Projects & Teams
A project is the workspace boundary for an Olyx integration. It groups the API keys, model registry entries, routing settings, alert webhooks, traces, and cost history for one environment or product surface.
During closed beta, the simplest setup is one project for staging and one project for production. That keeps test traffic away from production traces, production spend, and production routing decisions.
Data Hierarchy
Projects sit under an organization. API keys, models, alerts, and traces belong to a project.
The boundary matters because a project-scoped key should only create and read traces for its own project. Use that constraint deliberately: staging keys for staging traffic, production keys for production traffic.
What a Project Gives You
A project is the smallest useful unit for operating Olyx.
| Capability | Why it matters |
|---|---|
| Trace isolation | Keeps staging, production, and experimental traffic separate. |
| Model registry | Defines which model endpoints this project can use. |
| API keys | Lets each service authenticate with a project-scoped identity. |
| Routing settings | Maps simple, medium, complex, and selected private paths to registered models. |
| Alert webhooks | Sends selected beta alert events to your own endpoint. |
| Cost history | Makes spend and optimization reports meaningful per environment. |
Creating a Project
Create projects from the dashboard during normal setup.

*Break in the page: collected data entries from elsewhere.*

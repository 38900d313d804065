//! Static files: the play page and piece images.

use axum::extract::rejection::QueryRejection;
use axum::extract::{Query, State};
use axum::http::header;
use axum::response::{IntoResponse, Response};

use crate::service::parsers::{parse_asset_name, AssetQuery};
use crate::service::{ApiError, AppState};

const PLAY_PAGE: &str = "play.html";
const IMAGE_DIR: &str = "img";

/// `GET /`
pub async fn index(State(state): State<AppState>) -> Result<Response, ApiError> {
    let bytes = read_asset(&state, &[PLAY_PAGE]).await?;
    Ok(([(header::CONTENT_TYPE, "text/html; charset=utf-8")], bytes).into_response())
}

/// `GET /img?piece=NAME`
pub async fn image(
    State(state): State<AppState>,
    query: Result<Query<AssetQuery>, QueryRejection>,
) -> Result<Response, ApiError> {
    let Query(query) = query.map_err(|e| ApiError::InvalidAsset(e.body_text()))?;
    let name = parse_asset_name(query.piece.as_deref())?;
    let bytes = read_asset(&state, &[IMAGE_DIR, name]).await?;
    Ok(([(header::CONTENT_TYPE, "image/png")], bytes).into_response())
}

async fn read_asset(state: &AppState, parts: &[&str]) -> Result<Vec<u8>, ApiError> {
    let path = parts
        .iter()
        .fold(state.assets_dir.to_path_buf(), |path, part| path.join(part));
    tracing::debug!(path = %path.display(), "Serving asset");
    tokio::fs::read(&path)
        .await
        .map_err(|source| ApiError::AssetUnreadable {
            name: parts.join("/"),
            source,
        })
}
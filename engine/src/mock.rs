//! Scripted [`Opponent`] for testing code that drives an engine.

use crate::uci::{parse_uci_move, UciError};
use crate::{EngineInfo, GoParams, Opponent, OpponentDescriptor, SearchOutcome, UciOption};
use async_trait::async_trait;
use chess::{Game, Notation};
use std::collections::VecDeque;
use std::sync::{Arc, Mutex};
use std::time::Duration;

/// What the mock does when asked to search.
#[derive(Debug, Clone)]
pub enum MockReply {
    /// Answer `bestmove <uci>`; the text is not checked for legality.
    BestMove(String),
    /// Answer `bestmove <uci> ponder <uci>`.
    BestMoveWithPonder(String, String),
    /// Answer `bestmove (none)`.
    NoMove,
    /// Fail the search with a protocol error.
    Fail(String),
    /// Never answer.
    Hang,
}

/// Mock opponent - only compiled in test mode or with the mock feature.
///
/// Searches consume scripted replies in order; once the script is empty the
/// mock plays the first legal move of the position it was given.
pub struct MockOpponent {
    descriptor: OpponentDescriptor,
    replies: VecDeque<MockReply>,
    call_log: Arc<Mutex<Vec<String>>>,
    delay: Duration,
    position: Option<(String, Vec<String>)>,
    searching: bool,
}

/// Shared view into a [`MockOpponent`] after it has been moved elsewhere.
#[derive(Clone)]
pub struct MockHandle {
    call_log: Arc<Mutex<Vec<String>>>,
}

impl Default for MockOpponent {
    fn default() -> Self {
        Self::new()
    }
}

impl MockOpponent {
    pub fn new() -> Self {
        Self {
            descriptor: OpponentDescriptor {
                name: Some("MockFish".to_string()),
                author: Some("playfish".to_string()),
                options: Vec::new(),
            },
            replies: VecDeque::new(),
            call_log: Arc::new(Mutex::new(Vec::new())),
            delay: Duration::ZERO,
            position: None,
            searching: false,
        }
    }

    pub fn with_name(mut self, name: &str) -> Self {
        self.descriptor.name = Some(name.to_string());
        self
    }

    pub fn with_option(mut self, option: UciOption) -> Self {
        self.descriptor.options.push(option);
        self
    }

    pub fn with_replies(mut self, replies: impl IntoIterator<Item = MockReply>) -> Self {
        self.replies.extend(replies);
        self
    }

    /// Sleep this long before answering every search.
    pub fn with_delay(mut self, delay: Duration) -> Self {
        self.delay = delay;
        self
    }

    pub fn handle(&self) -> MockHandle {
        MockHandle {
            call_log: self.call_log.clone(),
        }
    }

    fn record(&self, call: String) {
        lock(&self.call_log).push(call);
    }

    fn first_legal_move(&self) -> Result<Option<String>, UciError> {
        let (fen, moves) = self
            .position
            .as_ref()
            .ok_or_else(|| UciError::Protocol("search without position".to_string()))?;
        let mut game = Game::from_fen(fen).map_err(|e| UciError::Protocol(e.to_string()))?;
        for text in moves {
            let mv = game
                .decode(Notation::Uci, text)
                .map_err(|e| UciError::Protocol(e.to_string()))?;
            game.make_move(mv)
                .map_err(|e| UciError::Protocol(e.to_string()))?;
        }
        Ok(game.legal_moves_uci().into_iter().next())
    }
}

impl MockHandle {
    /// Every command received so far, rendered as the UCI line it stands for.
    pub fn calls(&self) -> Vec<String> {
        lock(&self.call_log).clone()
    }

    pub fn count(&self, prefix: &str) -> usize {
        lock(&self.call_log)
            .iter()
            .filter(|call| call.starts_with(prefix))
            .count()
    }
}

fn lock<T>(mutex: &Mutex<T>) -> std::sync::MutexGuard<'_, T> {
    mutex.lock().unwrap_or_else(|poisoned| poisoned.into_inner())
}

#[async_trait]
impl Opponent for MockOpponent {
    fn descriptor(&self) -> &OpponentDescriptor {
        &self.descriptor
    }

    async fn new_game(&mut self) -> Result<(), UciError> {
        self.resync().await?;
        self.record("ucinewgame".to_string());
        self.position = None;
        Ok(())
    }

    async fn set_position(&mut self, fen: &str, moves: &[String]) -> Result<(), UciError> {
        self.resync().await?;
        let mut call = format!("position fen {}", fen);
        if !moves.is_empty() {
            call.push_str(" moves ");
            call.push_str(&moves.join(" "));
        }
        self.record(call);
        self.position = Some((fen.to_string(), moves.to_vec()));
        Ok(())
    }

    async fn search(&mut self, params: &GoParams) -> Result<SearchOutcome, UciError> {
        self.resync().await?;
        self.record(params.to_command());
        self.searching = true;

        if !self.delay.is_zero() {
            tokio::time::sleep(self.delay).await;
        }

        let scripted = self.replies.pop_front();
        let mut ponder = None;
        let best_move = match scripted {
            Some(MockReply::BestMove(text)) => Some(text),
            Some(MockReply::BestMoveWithPonder(text, reply)) => {
                ponder = Some(reply);
                Some(text)
            }
            Some(MockReply::NoMove) => None,
            Some(MockReply::Fail(message)) => {
                self.searching = false;
                return Err(UciError::Protocol(message));
            }
            Some(MockReply::Hang) => {
                std::future::pending::<()>().await;
                None
            }
            None => self.first_legal_move()?,
        };
        self.searching = false;

        let best_move = best_move.map(|text| parse_uci_move(&text)).transpose()?;
        let ponder = ponder.map(|text| parse_uci_move(&text)).transpose()?;
        Ok(SearchOutcome {
            best_move,
            ponder,
            info: EngineInfo {
                depth: Some(1),
                pv: best_move.map(chess::format_uci_move).into_iter().collect(),
                ..Default::default()
            },
        })
    }

    async fn resync(&mut self) -> Result<(), UciError> {
        if self.searching {
            self.record("stop".to_string());
            self.searching = false;
        }
        Ok(())
    }

    async fn quit(&mut self) {
        self.record("quit".to_string());
    }
}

Use the API reference only when you are building internal provisioning scripts or CI automation.
Project records have a small shape.
| Field | Description |
|---|---|
id | Numeric project ID used by control-plane APIs. |
name | Display name shown in the dashboard and docs examples. |
description | Optional human description for team context. |
status | active or archived. Archived projects are retained for history and should be kept out of live service configuration. |
settings | Routing, grading, and beta operating settings. |
total_monthly_spend | Current calendar-month spend attributed to the project. |
Use names your team will recognize in incidents: production, staging, ci, or the product name.
Project-Scoped SDK Usage
The SDK does not need a project_id on every call when the API key is already scoped to the project. Configure the
service with the correct key for its environment, then create traces normally.

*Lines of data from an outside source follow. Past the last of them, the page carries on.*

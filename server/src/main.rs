mod config;
mod service;
mod session;

use std::future::IntoFuture;
use std::path::{Path, PathBuf};
use std::time::Duration;

use anyhow::Context;
use clap::Parser;
use config::{Overrides, ServerConfig};
use engine::{EngineConfig, UciEngine};
use service::AppState;
use session::{spawn_session, SessionSettings};
use tokio::sync::oneshot;
use tracing_appender::non_blocking::WorkerGuard;

/// Time allowed for in-flight requests, and then the session, to finish.
const SHUTDOWN_DRAIN: Duration = Duration::from_secs(5);

#[derive(Parser)]
#[command(name = "playfish-server", about = "Play chess against a UCI engine over HTTP")]
struct Cli {
    /// TOML configuration file (default: ./config.toml if present)
    #[arg(short, long)]
    config: Option<PathBuf>,

    /// Path to the UCI engine executable
    #[arg(long)]
    engine: Option<PathBuf>,

    /// Address to listen on, e.g. 0.0.0.0:8080 or :8080
    #[arg(long)]
    listen: Option<String>,

    /// Engine thinking time per move in milliseconds
    #[arg(long)]
    move_time: Option<u64>,
}

#[tokio::main]
async fn main() -> anyhow::Result<()> {
    let cli = Cli::parse();
    let config = ServerConfig::resolve(
        cli.config.as_deref(),
        Overrides {
            engine_path: cli.engine,
            listen_addr: cli.listen,
            move_time_ms: cli.move_time,
        },
    )
    .context("Invalid configuration")?;

    let _log_guard = init_tracing(config.log_file.as_deref())?;

    tracing::info!("Starting playfish server");
    match &config.source {
        Some(path) => tracing::info!("Loaded configuration from {}", path.display()),
        None => tracing::info!("No configuration file found, using defaults"),
    }

    let engine_path = config.engine_path()?.to_path_buf();
    let engine = UciEngine::spawn(EngineConfig {
        path: engine_path.clone(),
        options: config.uci_options(),
        handshake_timeout: config.handshake_timeout(),
    })
    .await
    .with_context(|| format!("Failed to start engine {}", engine_path.display()))?;

    let session = spawn_session(
        Box::new(engine),
        SessionSettings {
            move_time: config.move_time(),
            search_grace: config.search_grace(),
        },
    );
    let app = service::router(AppState::new(session.clone(), config.assets_dir.clone()));

    let addr = config.listen_addr()?;
    let listener = tokio::net::TcpListener::bind(addr)
        .await
        .with_context(|| format!("Failed to bind {}", addr))?;
    tracing::info!(move_time_ms = config.move_time_ms, "Server listening on {}", addr);

    let (stop_tx, stop_rx) = oneshot::channel::<()>();
    let mut server = tokio::spawn(
        axum::serve(listener, app)
            .with_graceful_shutdown(async {
                let _ = stop_rx.await;
            })
            .into_future(),
    );

    let served = tokio::select! {
        result = &mut server => result,
        () = shutdown_signal() => {
            tracing::info!("Shutdown signal received, draining requests");
            let _ = stop_tx.send(());
            match tokio::time::timeout(SHUTDOWN_DRAIN, &mut server).await {
                Ok(result) => result,
                Err(_) => {
                    tracing::warn!("Requests still in flight after {:?}, closing", SHUTDOWN_DRAIN);
                    server.abort();
                    Ok(Ok(()))
                }
            }
        }
    };
    served
        .context("HTTP server task failed")?
        .context("HTTP server failed")?;

    if tokio::time::timeout(SHUTDOWN_DRAIN, session.shutdown())
        .await
        .is_err()
    {
        tracing::warn!("Session did not stop within {:?}", SHUTDOWN_DRAIN);
    }

    tracing::info!("Server stopped");
    Ok(())
}

/// Stderr logging with span durations, plus an optional log file.
fn init_tracing(log_file: Option<&Path>) -> anyhow::Result<Option<WorkerGuard>> {
    use tracing_subscriber::fmt::format::FmtSpan;
    use tracing_subscriber::{fmt, prelude::*, EnvFilter};

    let (file_layer, guard) = match log_file {
        Some(path) => {
            let dir = path
                .parent()
                .filter(|p| !p.as_os_str().is_empty())
                .unwrap_or_else(|| Path::new("."));
            let name = path
                .file_name()
                .with_context(|| format!("Invalid log file path {}", path.display()))?;
            std::fs::create_dir_all(dir)
                .with_context(|| format!("Failed to create log directory {}", dir.display()))?;
            let appender = tracing_appender::rolling::never(dir, name);
            let (non_blocking, guard) = tracing_appender::non_blocking(appender);
            let layer = fmt::layer()
                .with_writer(non_blocking)
                .with_ansi(false)
                .with_target(true)
                .with_line_number(true)
                .with_span_events(FmtSpan::CLOSE);
            (Some(layer), Some(guard))
        }
        None => (None, None),
    };

    tracing_subscriber::registry()
        .with(fmt::layer().with_span_events(FmtSpan::CLOSE))
        .with(file_layer)
        .with(EnvFilter::try_from_default_env().unwrap_or_else(|_| EnvFilter::new("info")))
        .init();

    Ok(guard)
}

async fn shutdown_signal() {
    let ctrl_c = async {
        if let Err(e) = tokio::signal::ctrl_c().await {
            tracing::error!("Failed to listen for ctrl-c: {}", e);
            std::future::pending::<()>().await;
        }
    };

    #[cfg(unix)]
    let terminate = async {
        match tokio::signal::unix::signal(tokio::signal::unix::SignalKind::terminate()) {
            Ok(mut signal) => {
                signal.recv().await;
            }
            Err(e) => {
                tracing::error!("Failed to listen for SIGTERM: {}", e);
                std::future::pending::<()>().await;
            }
        }
    };

    #[cfg(not(unix))]
    let terminate = std::future::pending::<()>();

    tokio::select! {
        () = ctrl_c => {}
        () = terminate => {}
    }
}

import Olyx from "@olyx-labs/olyx";
const client = new Olyx({
apiKey: process.env.OLYX_PRODUCTION_API_KEY!,
});
const trace = await client.traces.create({
metadata: { service: "billing-api", environment: "production" },
});import os
import olyx
client = olyx.Olyx(
api_key=os.environ["OLYX_PRODUCTION_API_KEY"],
mock=False,
)
trace = client.traces.create(
metadata={"service": "billing-api", "environment": "production"}
)client = Olyx.new(
api_key: ENV.fetch("OLYX_PRODUCTION_API_KEY")
)
trace = client.traces.create(
metadata: { service: "billing-api", environment: "production" }
)Keep the environment in metadata even when the key is already environment-specific. It makes trace search and incident review easier.
Archiving a Project
Archive a project when an environment or experiment is no longer active. Treat archiving as the last step after moving services away from that project’s keys and routing settings.
| State | Meaning |
|---|---|
active | Project can accept keys, model settings, and traces. |
archived | Project remains visible for history after active services have moved away from it. |
Before archiving, rotate services away from that project’s keys. After archiving, keep the project around long enough for your team to review traces, costs, and postmortem notes.
Multiple Projects
Most beta teams should start with environment-based projects.
| Project | Purpose |
|---|---|
production | Live traffic, tighter spend caps, real incident review. |
staging | Release validation, SDK upgrades, provider configuration tests. |
ci | Automated integration checks with small spend caps. |
experiments | Model comparison and routing trials isolated from production history. |
Create product-line projects only when each product has different models, teams, budgets, or retention needs. Too many projects too early makes beta operations harder to read.
Project Settings
Project settings are where you connect concept-level behavior to the registered models and limits for that project. Keep the first configuration small and observable.
| Setting | Start with |
|---|---|
| Routing tiers | One simple model and one stronger fallback model. Add private routes only when needed. |
| Grading baseline | Rough cost and latency expectations until real trace history exists. |
| Alert thresholds | A small number of actionable webhooks, not every possible signal. |
| Spend caps | Per-key caps for production and tighter caps for staging or CI. |
Routing tiers must reference identifiers that already exist in the Model Registry. Cost and grade behavior is covered in Cost Intelligence.
Roles & Permissions
Roles control what a human can do in the dashboard and control-plane APIs. API keys are different: they are system identities scoped to project configuration, not human users.
| Role | Typical responsibility |
|---|---|
| Owner | Organization administration, billing setup, and final project control. |
| Admin | Project configuration, keys, model registry, and team operations. |
| Member | Trace review, stats, and day-to-day debugging. |
Use the least powerful role that fits the job. A developer who only needs to inspect traces does not need owner access.